For several decades Housing and Urban Development employees so poorly designed and mismanaged government housing programs that they quite literally created slums rather than eliminating them, causing millions to have inferior lives.
It is not just federal government employees who cause great economic damage. State and local government workers do as well. For instance, schools and universities are extremely inefficient. New technologies that could greatly increase the productivity of learning are resisted. As a former college professor and administrator, I saw first hand how the incompetent were protected and students suffered as a result. Just one small example, in most universities students are herded into large lecture halls where they can barely see the teacher let alone have any interaction with him or her. Would not students who are studying economics be far better off receiving the "lecture" portion of their courses from great classroom performers like Milton Friedman and Walter Williams through video feeds?
Millions rather than hundreds of students would then benefit from the extraordinary lucidity of their explanations, rather than listening to many mumbling incompetents who pretend to teach economics. Yes, this would reduce the employment of some who teach economics, but more would learn to everyone's betterment. The examples are almost infinite.
The private sector also has infinite examples of incompetent and corrupt behavior, as we have seen with the recent corporate scandals. The difference between private and government sectors is that people who perform poorly in the private sector usually lose their jobs eventually, whether they be top management or workers at the bottom end of the wage scale. Companies that don't root out the incompetent and the wasteful are driven out by competition.

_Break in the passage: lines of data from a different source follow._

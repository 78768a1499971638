pub mod harness;
pub mod state;
pub mod test_case;

pub use harness::{TestContext, TestHarness};
pub use state::LifecycleState;
pub use test_case::TestCase;
use actix_web::{web, HttpMessage, HttpRequest};
use chrono::{DateTime, Utc};
use uuid::Uuid;

use super::app_context::AppContext;

/// Request id stored in the synthesized request's extensions
#[derive(Debug, Clone, PartialEq, Eq)]
pub struct RequestId(pub String);

/// A synthetic in-flight request that code under test can rely on
///
/// Built from the `AppContext`, so app data registered there resolves
/// through `request().app_data::<T>()` exactly as in a live handler.
pub struct RequestScope {
    id: Uuid,
    request: HttpRequest,
    opened_at: DateTime<Utc>,
}

impl RequestScope {
    pub fn open(app: &AppContext) -> Self {
        let id = Uuid::new_v4();
        let request = app
            .request()
            .insert_header(("X-Request-ID", id.to_string()))
            .to_http_request();
        request.extensions_mut().insert(RequestId(id.to_string()));

        tracing::debug!(request_id = %id, uri = %request.uri(), "Request scope opened");

        Self {
            id,
            request,
            opened_at: Utc::now(),
        }
    }

    pub fn id(&self) -> Uuid {
        self.id
    }

    pub fn request(&self) -> &HttpRequest {
        &self.request
    }

    pub fn opened_at(&self) -> DateTime<Utc> {
        self.opened_at
    }

    pub fn app_data<T: 'static>(&self) -> Option<&T> {
        self.request.app_data::<T>()
    }

    pub fn data<T: ?Sized + 'static>(&self) -> Option<web::Data<T>> {
        self.request.app_data::<web::Data<T>>().cloned()
    }

    pub fn close(self) {
        let elapsed = Utc::now() - self.opened_at;
        tracing::debug!(
            request_id = %self.id,
            elapsed_ms = elapsed.num_milliseconds(),
            "Request scope closed"
        );
    }
}

/// Close `scope` if one was opened
pub fn close_scope(scope: Option<RequestScope>) {
    if let Some(scope) = scope {
        scope.close();
    }
}
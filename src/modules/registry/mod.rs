pub mod entity;
pub mod model_registry;

pub use entity::{Entity, Record, Row};
pub use model_registry::{ModelEntry, ModelRegistry};
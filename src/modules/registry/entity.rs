use serde::{de::DeserializeOwned, Serialize};
use serde_json::Value;

use crate::modules::schema::Table;

/// Field name → value mapping, as written in a fixture file
pub type Record = serde_json::Map<String, Value>;

/// A persisted model the harness can create tables for and load fixtures into
///
/// # Example
/// ```
/// use fixture_harness::{Column, ColumnType, Entity, Table};
/// use serde::{Deserialize, Serialize};
///
/// #[derive(Serialize, Deserialize)]
/// struct User {
///     id: i64,
///     name: String,
/// }
///
/// impl Entity for User {
///     const MODEL: &'static str = "app.models.User";
///
///     fn table() -> Table {
///         Table::new("users")
///             .column(Column::new("id", ColumnType::Integer).primary_key())
///             .column(Column::new("name", ColumnType::Text).not_null())
///     }
/// }
/// ```
pub trait Entity: Serialize + DeserializeOwned + 'static {
    /// Name fixture files use in their `model` field
    const MODEL: &'static str;

    fn table() -> Table;
}

/// Values ready for one INSERT, in table column order
#[derive(Debug, Clone, PartialEq)]
pub struct Row {
    pub table: String,
    pub values: Vec<(String, Value)>,
}

impl Row {
    /// # Errors
    /// When `entity` does not serialize, or holds an integer no signed
    /// 64-bit column can store
    pub fn from_entity<E: Entity>(entity: &E) -> Result<Self, serde_json::Error> {
        let value = serde_json::to_value(entity)?;
        let row = Self::project(&E::table(), value);

        if let Some((column, value)) = row
            .values
            .iter()
            .find(|(_, value)| value.is_u64() && value.as_i64().is_none())
        {
            return Err(serde::ser::Error::custom(format!(
                "value {} for column '{}' is out of range for a signed 64-bit integer",
                value, column
            )));
        }
        Ok(row)
    }

    /// Keep the fields the table has a column for; absent fields are left to the store
    pub fn project(table: &Table, value: Value) -> Self {
        let values = match value {
            Value::Object(mut fields) => table
                .columns
                .iter()
                .filter_map(|column| {
                    fields
                        .remove(&column.name)
                        .map(|value| (column.name.clone(), value))
                })
                .collect(),
            _ => Vec::new(),
        };

        Row {
            table: table.name.clone(),
            values,
        }
    }

    pub fn get(&self, column: &str) -> Option<&Value> {
        self.values
            .iter()
            .find(|(name, _)| name == column)
            .map(|(_, value)| value)
    }
}

/// Build an `E` from a fixture record and turn it into an insertable row
pub(crate) fn construct<E: Entity>(record: Record) -> Result<Row, serde_json::Error> {
    let entity: E = serde_json::from_value(Value::Object(record))?;
    Row::from_entity(&entity)
}
//! The client against live stub servers on random local ports.
//!
//! Canned servers check the exact bytes on the wire in both directions; the
//! axum router checks the client interoperates with a real HTTP stack, and
//! ureq fetching the same route is used as a reference.

use rawget_core::{write_response, Client, ClientConfig, ClientError};
use std::time::Duration;

const CANNED: &[u8] = b"HTTP/1.1 200 OK\r\nContent-Type: text/plain\r\n\r\nHello";

fn client() -> Client {
    Client::new(&ClientConfig {
        connect_timeout: Some(Duration::from_secs(5)),
        read_timeout: Some(Duration::from_secs(5)),
    })
}

#[test]
fn canned_response_round_trip() {
    let (addr, server) = mock_server::spawn_canned(CANNED).unwrap();

    let url = format!("localhost:{}/anything", addr.port());
    let response = client().get(&url).unwrap();

    assert_eq!(response.body(), b"Hello");
    assert_eq!(
        response.header(),
        b"HTTP/1.1 200 OK\r\nContent-Type: text/plain"
    );

    let request = server.join().unwrap().unwrap();
    assert_eq!(
        request,
        format!(
            "GET /anything HTTP/1.1\nHost: localhost:{}\nConnection: close\n\n",
            addr.port()
        )
        .into_bytes()
    );
}

#[test]
fn scheme_prefixed_url_hits_the_same_server() {
    let (addr, server) = mock_server::spawn_canned(CANNED).unwrap();

    let response = client().get(&format!("http://{addr}/")).unwrap();
    assert_eq!(response.body(), b"Hello");

    let request = server.join().unwrap().unwrap();
    assert!(request.starts_with(b"GET / HTTP/1.1\n"));
}

#[test]
fn response_without_separator_is_all_body() {
    let (addr, server) = mock_server::spawn_canned(b"no headers, just text").unwrap();

    let response = client().get(&format!("{addr}/x")).unwrap();
    let mut out = Vec::new();
    write_response(&mut out, &response, false).unwrap();

    assert_eq!(out, b"no headers, just text");
    server.join().unwrap().unwrap();
}

#[test]
fn large_body_spanning_many_reads() {
    let body = "0123456789abcdef".repeat(4096);
    let raw = format!("HTTP/1.1 200 OK\r\n\r\n{body}");
    let (addr, server) = mock_server::spawn_canned(raw.as_bytes()).unwrap();

    let response = client().get(&format!("{addr}/big")).unwrap();
    assert_eq!(response.body(), body.as_bytes());
    server.join().unwrap().unwrap();
}

#[test]
fn router_serves_hello() {
    let addr = mock_server::spawn_app().unwrap();

    let response = client().get(&format!("{addr}/anything")).unwrap();
    assert_eq!(response.body(), mock_server::HELLO.as_bytes());
    assert!(response.header().starts_with(b"HTTP/1.1 200 OK"));
}

#[test]
fn path_and_query_reach_the_server_verbatim() {
    let addr = mock_server::spawn_app().unwrap();

    let response = client()
        .get(&format!("{addr}/echo/a/b?at=10:30"))
        .unwrap();
    assert_eq!(response.body(), b"/echo/a/b?at=10:30");
}

#[test]
fn status_codes_are_not_interpreted() {
    let addr = mock_server::spawn_app().unwrap();

    let response = client().get(&format!("{addr}/missing")).unwrap();
    assert!(response.header().starts_with(b"HTTP/1.1 404"));
    assert_eq!(response.body(), b"not found");
}

#[test]
fn body_matches_reference_client() {
    let addr = mock_server::spawn_app().unwrap();

    let ours = client().get(&format!("{addr}/hello")).unwrap();
    let theirs = ureq::get(&format!("http://{addr}/hello"))
        .call()
        .unwrap()
        .body_mut()
        .read_to_string()
        .unwrap();

    assert_eq!(ours.body(), theirs.as_bytes());
}

#[test]
fn refused_connection_is_an_error() {
    let listener = std::net::TcpListener::bind("127.0.0.1:0").unwrap();
    let port = listener.local_addr().unwrap().port();
    drop(listener);

    let err = client().get(&format!("127.0.0.1:{port}/")).unwrap_err();
    assert!(matches!(err, ClientError::Connect { .. }));
}

#[test]
fn unresolvable_host_is_an_error() {
    let err = client().get("no-such-host.invalid/").unwrap_err();
    assert!(matches!(err, ClientError::Resolve { .. }));
}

Government has no equivalent self-correction mechanisms. Civil service unions and civil service regulations have made it almost impossible to fire incompetent workers. In 2001, only 434 civilian federal government workers, out of a workforce of approximately 3 million, were fired. This is a firing rate of only 0.02 percent, or approximately 1 in 5,000.
The inability to get rid of poor performers has a debilitating effect on the vast majority of workers who do an adequate or superior job, and undermines the public's respect for government workers in general. The inability to fire or adequately punish poorly performing employees, or sufficiently reward outstanding employees, greatly limits management's ability, hence the lower productivity levels normally found in government vs. the private sector.
The solution is to realize that most of the legitimate functions of government do not have to be done by government employees. Most government functions can be performed by private companies who compete on the basis of competency and cost effectiveness. Expansion of educational voucher programs would enable us to adequately reward great teachers and get rid of the incompetent. Simplification of the tax code would allow tens of thousands of IRS workers to find productive and meaningful employment in the private sector rather than being a dead-weight loss on the economy. Almost every area of government is capable of being simplified and contracted out. The problem is not "the government worker"; it is the system under which "government work" is done.
The Bush administration has announced a program to greatly expand the amount of "government work" contracted out, particularly in the Defense Department. This is a good first step, but the challenge to every elected official is to think outside the box about how to get the desired results from every legitimate government program without creating the damage that comes from socializing the work force.

Richard W. Rahn is a senior fellow of the Discovery Institute and an adjunct scholar of the Cato Institute.